Collected data entries

******

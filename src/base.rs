// SPDX-License-Identifier: AGPL-3.0-or-later
//
// Copyright (C) 2025 Daniel Negri
//
// This program is free software: you can redistribute it and/or modify
// it under the terms of the GNU Affero General Public License as published by
// the Free Software Foundation, either version 3 of the License, or
// (at your option) any later version.
//
// This program is distributed in the hope that it will be useful,
// but WITHOUT ANY WARRANTY; without even the implied warranty of
// MERCHANTABILITY or FITNESS FOR A PARTICULAR PURPOSE. See the
// GNU Affero General Public License for more details.
//
// You should have received a copy of the GNU Affero General Public License
// along with this program. If not, see <https://www.gnu.org/licenses/>.

//! Core identifier types for transactions and delivery events.

use serde::{Deserialize, Serialize};
use std::borrow::Borrow;
use std::fmt;

/// Unique identifier for a transaction, assigned by the sender.
///
/// Purchases and adjustments share one identifier space.
#[derive(Debug, Clone, PartialEq, Eq, Hash, Deserialize, Serialize)]
#[serde(transparent)]
pub struct TransactionId(pub String);

impl TransactionId {
    pub fn as_str(&self) -> &str {
        &self.0
    }

    pub fn is_empty(&self) -> bool {
        self.0.is_empty()
    }
}

impl fmt::Display for TransactionId {
    fn fmt(&self, f: &mut fmt::Formatter<'_>) -> fmt::Result {
        write!(f, "{}", self.0)
    }
}

impl From<&str> for TransactionId {
    fn from(value: &str) -> Self {
        Self(value.to_string())
    }
}

impl From<String> for TransactionId {
    fn from(value: String) -> Self {
        Self(value)
    }
}

impl Borrow<str> for TransactionId {
    fn borrow(&self) -> &str {
        &self.0
    }
}

/// Sender-supplied key identifying one logical delivery of an event.
///
/// Redeliveries of the same event carry the same key.
#[derive(Debug, Clone, PartialEq, Eq, Hash, Deserialize, Serialize)]
#[serde(transparent)]
pub struct IdempotencyKey(pub String);

impl IdempotencyKey {
    pub fn as_str(&self) -> &str {
        &self.0
    }

    pub fn is_empty(&self) -> bool {
        self.0.is_empty()
    }
}

impl fmt::Display for IdempotencyKey {
    fn fmt(&self, f: &mut fmt::Formatter<'_>) -> fmt::Result {
        write!(f, "{}", self.0)
    }
}

impl From<&str> for IdempotencyKey {
    fn from(value: &str) -> Self {
        Self(value.to_string())
    }
}

impl From<String> for IdempotencyKey {
    fn from(value: String) -> Self {
        Self(value)
    }
}

impl Borrow<str> for IdempotencyKey {
    fn borrow(&self) -> &str {
        &self.0
    }
}
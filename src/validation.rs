// SPDX-License-Identifier: AGPL-3.0-or-later
//
// Copyright (C) 2025 Daniel Negri
//
// This program is free software: you can redistribute it and/or modify
// it under the terms of the GNU Affero General Public License as published by
// the Free Software Foundation, either version 3 of the License, or
// (at your option) any later version.
//
// This program is distributed in the hope that it will be useful,
// but WITHOUT ANY WARRANTY; without even the implied warranty of
// MERCHANTABILITY or FITNESS FOR A PARTICULAR PURPOSE. See the
// GNU Affero General Public License for more details.
//
// You should have received a copy of the GNU Affero General Public License
// along with this program. If not, see <https://www.gnu.org/licenses/>.

//! Adjustment admission rules.
//!
//! Pure functions: the caller supplies the running total of approved
//! adjustments, nothing here reads ledger state.

use crate::money::Money;
use crate::transaction::{Adjustment, Purchase};
use crate::TransactionError;

/// Decides whether `adjustment` may be recorded against `original`.
///
/// `existing_approved_total` is the sum of the local amounts of all
/// previously recorded approved adjustments for the purchase.
///
/// # Errors
///
/// - [`TransactionError::PurchaseNotApproved`] - `original` is not an approved purchase.
/// - [`TransactionError::ExceedsOriginalAmount`] - Approved adjustments would exceed
///   the purchase's local amount.
/// - [`TransactionError::CurrencyMismatch`] - Amounts are in different currencies.
pub fn validate_against_purchase(
    adjustment: &Adjustment,
    original: &Purchase,
    existing_approved_total: &Money,
) -> Result<(), TransactionError> {
    if !original.can_receive_adjustment() {
        return Err(TransactionError::PurchaseNotApproved);
    }

    // Rejected adjustments never consume budget
    if !adjustment.is_approved() {
        return Ok(());
    }

    // A total past i64::MAX is past any purchase amount
    let new_total = match existing_approved_total.add(&adjustment.amount().local) {
        Err(TransactionError::AmountOverflow) => return Err(TransactionError::ExceedsOriginalAmount),
        other => other?,
    };
    if new_total.greater_than(&original.amount().local)? {
        return Err(TransactionError::ExceedsOriginalAmount);
    }

    Ok(())
}

/// Sums the local amounts of the approved adjustments in `adjustments`.
///
/// # Errors
///
/// Returns [`TransactionError::CurrencyMismatch`] if an approved adjustment
/// is not in `currency`.
pub fn approved_total<'a, I>(adjustments: I, currency: &str) -> Result<Money, TransactionError>
where
    I: IntoIterator<Item = &'a Adjustment>,
{
    adjustments
        .into_iter()
        .filter(|adjustment| adjustment.is_approved())
        .try_fold(Money::zero(currency), |total, adjustment| {
            total.add(&adjustment.amount().local)
        })
}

******

Set the records above down again, exactly as they read.

filename src/base.rs
// SPDX-License-Identifier: AGPL-3.0-or-later
//
// Copyright (C) 2025 Daniel Negri
//
// This program is free software: you can redistribute it and/or modify
// it under the terms of the GNU Affero General Public License as published by
// the Free Software Foundation, either version 3 of the License, or
// (at your option) any later version.
//
// This program is distributed in the hope that it will be useful,
// but WITHOUT ANY WARRANTY; without even the implied warranty of
// MERCHANTABILITY or FITNESS FOR A PARTICULAR PURPOSE. See the
// GNU Affero General Public License for more details.
//
// You should have received a copy of the GNU Affero General Public License
// along with this program. If not, see <https://www.gnu.org/licenses/>.

//! Core identifier types for transactions and delivery events.

use serde::{Deserialize, Serialize};
use std::borrow::Borrow;
use std::fmt;

/// Unique identifier for a transaction, assigned by the sender.
///
/// Purchases and adjustments share one identifier space.
#[derive(Debug, Clone, PartialEq, Eq, Hash, Deserialize, Serialize)]
#[serde(transparent)]
pub struct TransactionId(pub String);

impl TransactionId {
    pub fn as_str(&self) -> &str {
        &self.0
    }

    pub fn is_empty(&self) -> bool {
        self.0.is_empty()
    }
}

impl fmt::Display for TransactionId {
    fn fmt(&self, f: &mut fmt::Formatter<'_>) -> fmt::Result {
        write!(f, "{}", self.0)
    }
}

impl From<&str> for TransactionId {
    fn from(value: &str) -> Self {
        Self(value.to_string())
    }
}

impl From<String> for TransactionId {
    fn from(value: String) -> Self {
        Self(value)
    }
}

impl Borrow<str> for TransactionId {
    fn borrow(&self) -> &str {
        &self.0
    }
}

/// Sender-supplied key identifying one logical delivery of an event.
///
/// Redeliveries of the same event carry the same key.
#[derive(Debug, Clone, PartialEq, Eq, Hash, Deserialize, Serialize)]
#[serde(transparent)]
pub struct IdempotencyKey(pub String);

impl IdempotencyKey {
    pub fn as_str(&self) -> &str {
        &self.0
    }

    pub fn is_empty(&self) -> bool {
        self.0.is_empty()
    }
}

impl fmt::Display for IdempotencyKey {
    fn fmt(&self, f: &mut fmt::Formatter<'_>) -> fmt::Result {
        write!(f, "{}", self.0)
    }
}

impl From<&str> for IdempotencyKey {
    fn from(value: &str) -> Self {
        Self(value.to_string())
    }
}

impl From<String> for IdempotencyKey {
    fn from(value: String) -> Self {
        Self(value)
    }
}

impl Borrow<str> for IdempotencyKey {
    fn borrow(&self) -> &str {
        &self.0
    }
}
filename src/validation.rs
// SPDX-License-Identifier: AGPL-3.0-or-later
//
// Copyright (C) 2025 Daniel Negri
//
// This program is free software: you can redistribute it and/or modify
// it under the terms of the GNU Affero General Public License as published by
// the Free Software Foundation, either version 3 of the License, or
// (at your option) any later version.
//
// This program is distributed in the hope that it will be useful,
// but WITHOUT ANY WARRANTY; without even the implied warranty of
// MERCHANTABILITY or FITNESS FOR A PARTICULAR PURPOSE. See the
// GNU Affero General Public License for more details.
//
// You should have received a copy of the GNU Affero General Public License
// along with this program. If not, see <https://www.gnu.org/licenses/>.

//! Adjustment admission rules.
//!
//! Pure functions: the caller supplies the running total of approved
//! adjustments, nothing here reads ledger state.

use crate::money::Money;
use crate::transaction::{Adjustment, Purchase};
use crate::TransactionError;

/// Decides whether `adjustment` may be recorded against `original`.
///
/// `existing_approved_total` is the sum of the local amounts of all
/// previously recorded approved adjustments for the purchase.
///
/// # Errors
///
/// - [`TransactionError::PurchaseNotApproved`] - `original` is not an approved purchase.
/// - [`TransactionError::ExceedsOriginalAmount`] - Approved adjustments would exceed
///   the purchase's local amount.
/// - [`TransactionError::CurrencyMismatch`] - Amounts are in different currencies.
pub fn validate_against_purchase(
    adjustment: &Adjustment,
    original: &Purchase,
    existing_approved_total: &Money,
) -> Result<(), TransactionError> {
    if !original.can_receive_adjustment() {
        return Err(TransactionError::PurchaseNotApproved);
    }

    // Rejected adjustments never consume budget
    if !adjustment.is_approved() {
        return Ok(());
    }

    // A total past i64::MAX is past any purchase amount
    let new_total = match existing_approved_total.add(&adjustment.amount().local) {
        Err(TransactionError::AmountOverflow) => return Err(TransactionError::ExceedsOriginalAmount),
        other => other?,
    };
    if new_total.greater_than(&original.amount().local)? {
        return Err(TransactionError::ExceedsOriginalAmount);
    }

    Ok(())
}

/// Sums the local amounts of the approved adjustments in `adjustments`.
///
/// # Errors
///
/// Returns [`TransactionError::CurrencyMismatch`] if an approved adjustment
/// is not in `currency`.
pub fn approved_total<'a, I>(adjustments: I, currency: &str) -> Result<Money, TransactionError>
where
    I: IntoIterator<Item = &'a Adjustment>,
{
    adjustments
        .into_iter()
        .filter(|adjustment| adjustment.is_approved())
        .try_fold(Money::zero(currency), |total, adjustment| {
            total.add(&adjustment.amount().local)
        })
}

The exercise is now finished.